Contessa Gayles is an award-winning director, writer, and DP, known for her impactful storytelling on identity, Black liberation, and socio-political movements. Her critically acclaimed feature, Songs from the Hole, won the SXSW 2024 Audience Award and the 2024 BlackStar Film Festival Jury Prize, among others. Her work has premiered at Tribeca and SXSW, and has been supported by organizations like Sundance Institute and Field of Vision. Previously, she directed and produced for CNN, earning an Emmy nomination for Feeding America's Most Vulnerable Children.

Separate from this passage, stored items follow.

//! Rule evaluation and its results.

mod calendar;
mod evaluator;
mod outcome;
mod shape;
mod time;

pub use calendar::{Calendar, CalendarDateTime};
pub use evaluator::{evaluate, EvaluationContext, Evaluator};
pub use outcome::{Disposition, RuleResult, Severity, Target};
pub use shape::{DimensionSpec, ShapeTemplate};
pub use time::{
    chunk_years, expected_chunk, first_irregular_step, parse_time_units, spacing_tolerance,
    ChunkBounds, SpacingTolerance, TimeSampling, TimeUnits,
};
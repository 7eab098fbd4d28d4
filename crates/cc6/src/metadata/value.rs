//! Attribute values of the normalized metadata model.

use std::fmt;

use serde::{Deserialize, Serialize};
use serde_json::Value;

/// The value of one netCDF attribute.
///
/// `Absent` is an explicit marker for a missing attribute, so presence
/// checks can tell "missing" apart from "present but empty".
#[derive(Debug, Clone, PartialEq, Default, Serialize, Deserialize)]
#[serde(tag = "kind", content = "value", rename_all = "snake_case")]
pub enum AttrValue {
    /// The attribute does not exist on the node.
    #[default]
    Absent,
    /// A character attribute.
    Text(String),
    /// A single numeric value.
    Number(f64),
    /// A numeric array attribute with more than one element.
    Numbers(Vec<f64>),
    /// A list of strings (NC_STRING arrays).
    Texts(Vec<String>),
}

impl AttrValue {
    /// Project a host-side JSON value into an attribute value.
    ///
    /// Single-element arrays collapse to scalars, matching how netCDF
    /// libraries expose length-one attributes.
    pub fn from_json(value: &Value) -> Self {
        match value {
            Value::Null => AttrValue::Absent,
            Value::String(s) => AttrValue::Text(s.clone()),
            Value::Bool(b) => AttrValue::Number(if *b { 1.0 } else { 0.0 }),
            Value::Number(n) => n.as_f64().map(AttrValue::Number).unwrap_or(AttrValue::Absent),
            Value::Array(items) => {
                if items.len() == 1 {
                    return Self::from_json(&items[0]);
                }
                if items.iter().all(Value::is_number) {
                    AttrValue::Numbers(items.iter().filter_map(Value::as_f64).collect())
                } else {
                    AttrValue::Texts(
                        items
                            .iter()
                            .map(|item| match item {
                                Value::String(s) => s.clone(),
                                other => other.to_string(),
                            })
                            .collect(),
                    )
                }
            }
            Value::Object(_) => AttrValue::Text(value.to_string()),
        }
    }

    /// Whether the attribute exists.
    pub fn is_present(&self) -> bool {
        !matches!(self, AttrValue::Absent)
    }

    /// Scalar rendering used by value checks.
    ///
    /// Returns `None` for absent and multi-valued attributes. Whole numbers
    /// render without a fractional part (`1.0` becomes `"1"`).
    pub fn as_scalar_text(&self) -> Option<String> {
        match self {
            AttrValue::Text(s) => Some(s.clone()),
            AttrValue::Number(n) => Some(format_number(*n)),
            _ => None,
        }
    }

    /// Borrow the string of a character attribute.
    pub fn as_str(&self) -> Option<&str> {
        match self {
            AttrValue::Text(s) => Some(s),
            _ => None,
        }
    }

    /// Numeric value of a scalar attribute.
    pub fn as_f64(&self) -> Option<f64> {
        match self {
            AttrValue::Number(n) => Some(*n),
            AttrValue::Text(s) => s.trim().parse().ok(),
            _ => None,
        }
    }

    /// Short kind label used in diagnostics.
    pub fn kind(&self) -> &'static str {
        match self {
            AttrValue::Absent => "absent",
            AttrValue::Text(_) => "text",
            AttrValue::Number(_) => "number",
            AttrValue::Numbers(_) => "numeric array",
            AttrValue::Texts(_) => "string array",
        }
    }
}

impl fmt::Display for AttrValue {
    fn fmt(&self, f: &mut fmt::Formatter<'_>) -> fmt::Result {
        match self {
            AttrValue::Absent => write!(f, "<absent>"),
            AttrValue::Text(s) => write!(f, "{}", s),
            AttrValue::Number(n) => write!(f, "{}", format_number(*n)),
            AttrValue::Numbers(ns) => {
                let parts: Vec<String> = ns.iter().map(|n| format_number(*n)).collect();
                write!(f, "[{}]", parts.join(", "))
            }
            AttrValue::Texts(ts) => write!(f, "[{}]", ts.join(", ")),
        }
    }
}

/// Canonical text of a number, shared by attribute values and CV leaves so
/// both sides of a comparison render `1.0` as `1`.
pub(crate) fn format_number(n: f64) -> String {
    if n.fract() == 0.0 && n.abs() < 1e15 {
        format!("{}", n as i64)
    } else {
        format!("{}", n)
    }
}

Transcending the grim realities of the COVID-19 pandemic, Adamu Chan's powerful documentary, "What These Walls Won't Hold," paints a poignant portrait of resilience and hope blossoming within the confines of San Quentin State Prison. Chan, formerly incarcerated himself, offers a unique insider's view as he weaves a tapestry of relationships that bind together his community. The film delves into his own journey towards freedom, while simultaneously amplifying the voices of his fellow incarcerated and their loved ones on both sides of the prison walls.
Watch on PBS
Adamu Chan: He is an award-winning filmmaker, writer, and community organizer whose artistry is deeply rooted in relationships and lived experience. Based in the Bay Area, Adamu discovered his passion for filmmaking during his incarceration at San Quentin State Prison, where he used his unique perspective to craft powerful visual stories that amplify voices often silenced. His films invite viewers into conversations about social justice, resilience, and the transformative power of community.